▶ [What the task asks]
Each line of the entries that mentions the string "daily" needs to be reported.

▶ [Records for this exercise]
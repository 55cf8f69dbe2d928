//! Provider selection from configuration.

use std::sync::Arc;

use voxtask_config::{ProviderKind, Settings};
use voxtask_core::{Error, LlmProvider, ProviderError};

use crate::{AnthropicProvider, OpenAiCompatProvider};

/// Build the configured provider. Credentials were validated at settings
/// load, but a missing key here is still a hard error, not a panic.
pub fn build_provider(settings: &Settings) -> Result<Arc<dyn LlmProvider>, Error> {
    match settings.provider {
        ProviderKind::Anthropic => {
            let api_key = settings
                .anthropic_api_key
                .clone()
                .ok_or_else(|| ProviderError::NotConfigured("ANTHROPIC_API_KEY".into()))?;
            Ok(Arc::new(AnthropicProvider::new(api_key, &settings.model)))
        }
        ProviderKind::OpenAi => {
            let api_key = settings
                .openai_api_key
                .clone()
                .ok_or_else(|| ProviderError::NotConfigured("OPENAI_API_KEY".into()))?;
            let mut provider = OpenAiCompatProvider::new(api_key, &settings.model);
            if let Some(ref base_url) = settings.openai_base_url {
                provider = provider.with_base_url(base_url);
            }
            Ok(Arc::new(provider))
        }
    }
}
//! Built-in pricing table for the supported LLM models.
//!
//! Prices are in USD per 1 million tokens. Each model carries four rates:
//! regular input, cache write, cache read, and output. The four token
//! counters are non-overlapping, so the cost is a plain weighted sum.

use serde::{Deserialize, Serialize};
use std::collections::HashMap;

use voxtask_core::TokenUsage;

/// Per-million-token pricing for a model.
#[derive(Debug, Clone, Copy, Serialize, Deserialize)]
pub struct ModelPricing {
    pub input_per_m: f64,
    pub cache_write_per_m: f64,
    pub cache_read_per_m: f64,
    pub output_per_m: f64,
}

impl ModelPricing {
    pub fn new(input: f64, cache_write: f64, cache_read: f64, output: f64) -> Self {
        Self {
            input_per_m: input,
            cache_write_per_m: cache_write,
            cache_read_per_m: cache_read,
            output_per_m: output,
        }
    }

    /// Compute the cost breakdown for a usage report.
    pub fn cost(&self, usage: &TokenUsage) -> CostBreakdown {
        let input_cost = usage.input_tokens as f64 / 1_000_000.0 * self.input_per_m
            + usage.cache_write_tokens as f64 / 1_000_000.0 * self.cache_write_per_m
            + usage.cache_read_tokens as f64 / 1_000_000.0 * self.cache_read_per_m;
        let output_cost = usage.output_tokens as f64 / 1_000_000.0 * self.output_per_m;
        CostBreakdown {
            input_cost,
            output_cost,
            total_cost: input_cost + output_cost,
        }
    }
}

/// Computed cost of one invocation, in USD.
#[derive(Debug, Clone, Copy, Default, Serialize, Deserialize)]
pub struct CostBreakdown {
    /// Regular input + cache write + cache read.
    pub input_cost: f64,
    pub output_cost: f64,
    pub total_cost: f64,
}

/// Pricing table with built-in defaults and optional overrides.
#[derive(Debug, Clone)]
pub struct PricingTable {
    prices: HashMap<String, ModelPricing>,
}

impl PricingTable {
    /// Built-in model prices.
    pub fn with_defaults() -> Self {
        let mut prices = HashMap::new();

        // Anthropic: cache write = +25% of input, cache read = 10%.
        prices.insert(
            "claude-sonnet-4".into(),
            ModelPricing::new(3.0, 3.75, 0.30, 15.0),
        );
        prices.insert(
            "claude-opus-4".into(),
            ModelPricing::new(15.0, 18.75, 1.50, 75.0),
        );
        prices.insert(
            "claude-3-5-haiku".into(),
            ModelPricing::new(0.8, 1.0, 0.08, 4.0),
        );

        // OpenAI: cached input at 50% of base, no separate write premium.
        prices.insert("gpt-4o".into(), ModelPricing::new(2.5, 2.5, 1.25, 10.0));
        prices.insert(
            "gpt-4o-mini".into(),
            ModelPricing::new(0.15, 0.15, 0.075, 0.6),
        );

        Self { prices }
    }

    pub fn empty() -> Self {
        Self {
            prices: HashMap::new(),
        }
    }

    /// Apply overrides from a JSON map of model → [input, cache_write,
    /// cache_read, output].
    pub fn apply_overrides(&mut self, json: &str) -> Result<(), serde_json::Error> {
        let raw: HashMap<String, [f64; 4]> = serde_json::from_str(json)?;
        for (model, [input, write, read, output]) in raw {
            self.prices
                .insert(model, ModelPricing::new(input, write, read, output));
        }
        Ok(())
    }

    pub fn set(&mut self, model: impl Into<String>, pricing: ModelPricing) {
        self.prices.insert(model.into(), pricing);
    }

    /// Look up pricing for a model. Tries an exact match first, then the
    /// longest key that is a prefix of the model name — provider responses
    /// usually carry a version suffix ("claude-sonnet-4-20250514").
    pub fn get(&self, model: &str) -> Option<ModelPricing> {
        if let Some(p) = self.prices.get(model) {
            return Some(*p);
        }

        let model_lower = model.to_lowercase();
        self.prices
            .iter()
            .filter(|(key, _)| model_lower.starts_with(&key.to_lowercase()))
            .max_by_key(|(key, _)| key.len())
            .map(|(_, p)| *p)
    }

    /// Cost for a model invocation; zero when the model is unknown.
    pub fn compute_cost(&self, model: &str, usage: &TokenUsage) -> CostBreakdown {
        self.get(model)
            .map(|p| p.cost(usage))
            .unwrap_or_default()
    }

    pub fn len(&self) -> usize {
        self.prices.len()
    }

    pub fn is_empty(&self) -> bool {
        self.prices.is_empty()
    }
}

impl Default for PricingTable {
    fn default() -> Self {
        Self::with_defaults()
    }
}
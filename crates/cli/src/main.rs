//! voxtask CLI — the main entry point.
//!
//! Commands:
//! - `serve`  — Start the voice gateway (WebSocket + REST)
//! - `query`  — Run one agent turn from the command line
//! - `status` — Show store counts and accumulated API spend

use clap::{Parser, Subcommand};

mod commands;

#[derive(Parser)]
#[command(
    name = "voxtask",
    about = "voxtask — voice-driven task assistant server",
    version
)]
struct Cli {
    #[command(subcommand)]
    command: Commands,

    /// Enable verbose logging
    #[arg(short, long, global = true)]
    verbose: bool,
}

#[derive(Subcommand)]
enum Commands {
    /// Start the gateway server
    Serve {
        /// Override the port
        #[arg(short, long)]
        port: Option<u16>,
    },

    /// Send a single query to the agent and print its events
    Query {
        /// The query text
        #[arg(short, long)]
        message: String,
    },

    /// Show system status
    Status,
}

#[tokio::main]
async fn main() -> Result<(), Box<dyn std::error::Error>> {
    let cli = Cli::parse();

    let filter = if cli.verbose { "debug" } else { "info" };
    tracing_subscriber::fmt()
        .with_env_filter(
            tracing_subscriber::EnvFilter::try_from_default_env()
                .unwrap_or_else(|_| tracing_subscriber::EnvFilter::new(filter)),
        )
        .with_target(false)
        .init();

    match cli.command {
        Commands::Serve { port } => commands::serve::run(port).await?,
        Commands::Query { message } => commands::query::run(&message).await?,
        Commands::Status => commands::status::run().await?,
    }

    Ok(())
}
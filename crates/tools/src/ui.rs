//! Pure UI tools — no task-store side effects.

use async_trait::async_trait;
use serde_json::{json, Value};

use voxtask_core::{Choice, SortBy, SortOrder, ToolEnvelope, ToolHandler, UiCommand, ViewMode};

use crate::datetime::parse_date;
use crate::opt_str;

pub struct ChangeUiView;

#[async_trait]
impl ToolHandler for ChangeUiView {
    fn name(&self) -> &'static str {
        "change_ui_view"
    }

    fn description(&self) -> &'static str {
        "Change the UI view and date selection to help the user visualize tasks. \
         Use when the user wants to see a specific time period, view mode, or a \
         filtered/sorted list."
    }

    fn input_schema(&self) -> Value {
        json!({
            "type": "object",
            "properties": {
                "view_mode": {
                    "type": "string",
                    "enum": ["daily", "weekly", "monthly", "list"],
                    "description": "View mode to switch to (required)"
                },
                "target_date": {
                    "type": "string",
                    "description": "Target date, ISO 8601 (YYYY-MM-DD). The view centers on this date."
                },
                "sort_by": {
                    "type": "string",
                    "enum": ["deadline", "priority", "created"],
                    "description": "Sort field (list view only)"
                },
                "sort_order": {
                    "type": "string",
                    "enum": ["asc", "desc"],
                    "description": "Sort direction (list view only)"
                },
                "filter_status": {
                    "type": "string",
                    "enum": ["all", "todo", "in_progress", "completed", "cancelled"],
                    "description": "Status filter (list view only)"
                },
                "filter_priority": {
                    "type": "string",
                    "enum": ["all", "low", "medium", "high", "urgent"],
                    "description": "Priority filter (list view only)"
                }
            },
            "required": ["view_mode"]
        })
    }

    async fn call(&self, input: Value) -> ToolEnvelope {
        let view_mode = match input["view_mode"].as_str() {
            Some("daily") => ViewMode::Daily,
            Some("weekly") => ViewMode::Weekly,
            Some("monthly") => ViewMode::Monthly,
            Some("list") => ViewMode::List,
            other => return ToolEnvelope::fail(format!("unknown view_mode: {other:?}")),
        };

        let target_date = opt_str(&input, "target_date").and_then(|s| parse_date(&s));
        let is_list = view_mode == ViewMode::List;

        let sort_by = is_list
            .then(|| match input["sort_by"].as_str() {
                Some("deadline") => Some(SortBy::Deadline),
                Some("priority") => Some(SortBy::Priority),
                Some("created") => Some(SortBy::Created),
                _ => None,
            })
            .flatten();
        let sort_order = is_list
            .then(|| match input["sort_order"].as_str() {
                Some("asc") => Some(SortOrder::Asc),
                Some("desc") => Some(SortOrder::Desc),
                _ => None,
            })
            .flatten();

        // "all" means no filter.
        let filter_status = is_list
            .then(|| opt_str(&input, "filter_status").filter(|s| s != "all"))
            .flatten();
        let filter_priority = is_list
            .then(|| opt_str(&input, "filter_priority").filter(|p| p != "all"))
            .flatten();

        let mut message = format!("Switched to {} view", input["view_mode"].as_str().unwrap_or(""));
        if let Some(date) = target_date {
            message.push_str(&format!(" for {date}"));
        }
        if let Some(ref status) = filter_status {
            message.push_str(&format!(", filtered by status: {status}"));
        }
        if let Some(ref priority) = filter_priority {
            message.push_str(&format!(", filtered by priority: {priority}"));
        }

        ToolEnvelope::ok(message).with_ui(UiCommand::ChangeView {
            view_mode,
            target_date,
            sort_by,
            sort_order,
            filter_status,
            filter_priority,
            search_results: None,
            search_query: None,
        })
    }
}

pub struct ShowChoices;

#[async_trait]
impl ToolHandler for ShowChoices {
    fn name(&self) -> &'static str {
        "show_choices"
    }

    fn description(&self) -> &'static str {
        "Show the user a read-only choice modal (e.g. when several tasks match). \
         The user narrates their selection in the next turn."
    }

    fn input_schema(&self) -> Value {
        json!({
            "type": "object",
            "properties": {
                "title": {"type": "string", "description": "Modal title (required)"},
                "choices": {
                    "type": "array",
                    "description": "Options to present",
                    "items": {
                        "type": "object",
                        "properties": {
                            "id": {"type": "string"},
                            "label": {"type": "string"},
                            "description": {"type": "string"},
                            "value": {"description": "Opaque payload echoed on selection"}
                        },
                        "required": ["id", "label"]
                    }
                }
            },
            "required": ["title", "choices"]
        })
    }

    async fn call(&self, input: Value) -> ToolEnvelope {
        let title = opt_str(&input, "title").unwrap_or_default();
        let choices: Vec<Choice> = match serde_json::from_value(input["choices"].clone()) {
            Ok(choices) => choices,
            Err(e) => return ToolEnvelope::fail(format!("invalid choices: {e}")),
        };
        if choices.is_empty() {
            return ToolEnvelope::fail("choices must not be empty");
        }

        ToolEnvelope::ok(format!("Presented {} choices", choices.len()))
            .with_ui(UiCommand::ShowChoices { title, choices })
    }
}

▶ [Task answer]
                    "enum": ["daily", "weekly", "monthly", "list"],
            Some("daily") => ViewMode::Daily,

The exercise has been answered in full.